Problem requirements:
Which lines of the entries below hold the word "table"? Report each of them.

Exercise data:

//! Error types for database creation and access.
//!
//! Provides a unified error type covering the existence guard, layout
//! validation, filesystem and SQLite failures.

use std::path::PathBuf;

use citydb_core::ValidationError;
use thiserror::Error;

/// Errors that can occur while creating or opening a city database.
#[derive(Debug, Error)]
pub enum SqliteError {
    /// Something already exists at the target path; nothing was modified.
    #[error("database path already exists: {}", .0.display())]
    AlreadyExists(PathBuf),

    /// No database exists at the path being opened.
    #[error("database not found: {}", .0.display())]
    NotFound(PathBuf),

    /// The table layout failed validation.
    #[error("invalid table layout: {}", join_errors(.0))]
    InvalidLayout(Vec<ValidationError>),

    /// Filesystem failure while creating or removing the database file.
    #[error("I/O error: {0}")]
    Io(#[from] std::io::Error),

    /// SQLite database operation failure.
    #[error("database error: {0}")]
    DatabaseError(#[from] rusqlite::Error),
}

fn join_errors(errors: &[ValidationError]) -> String {
    errors
        .iter()
        .map(ToString::to_string)
        .collect::<Vec<_>>()
        .join("; ")
}

/// Convenience alias for results with [`SqliteError`].
pub type Result<T> = std::result::Result<T, SqliteError>;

Result of this task:
    /// The table layout failed validation.
    #[error("invalid table layout: {}", join_errors(.0))]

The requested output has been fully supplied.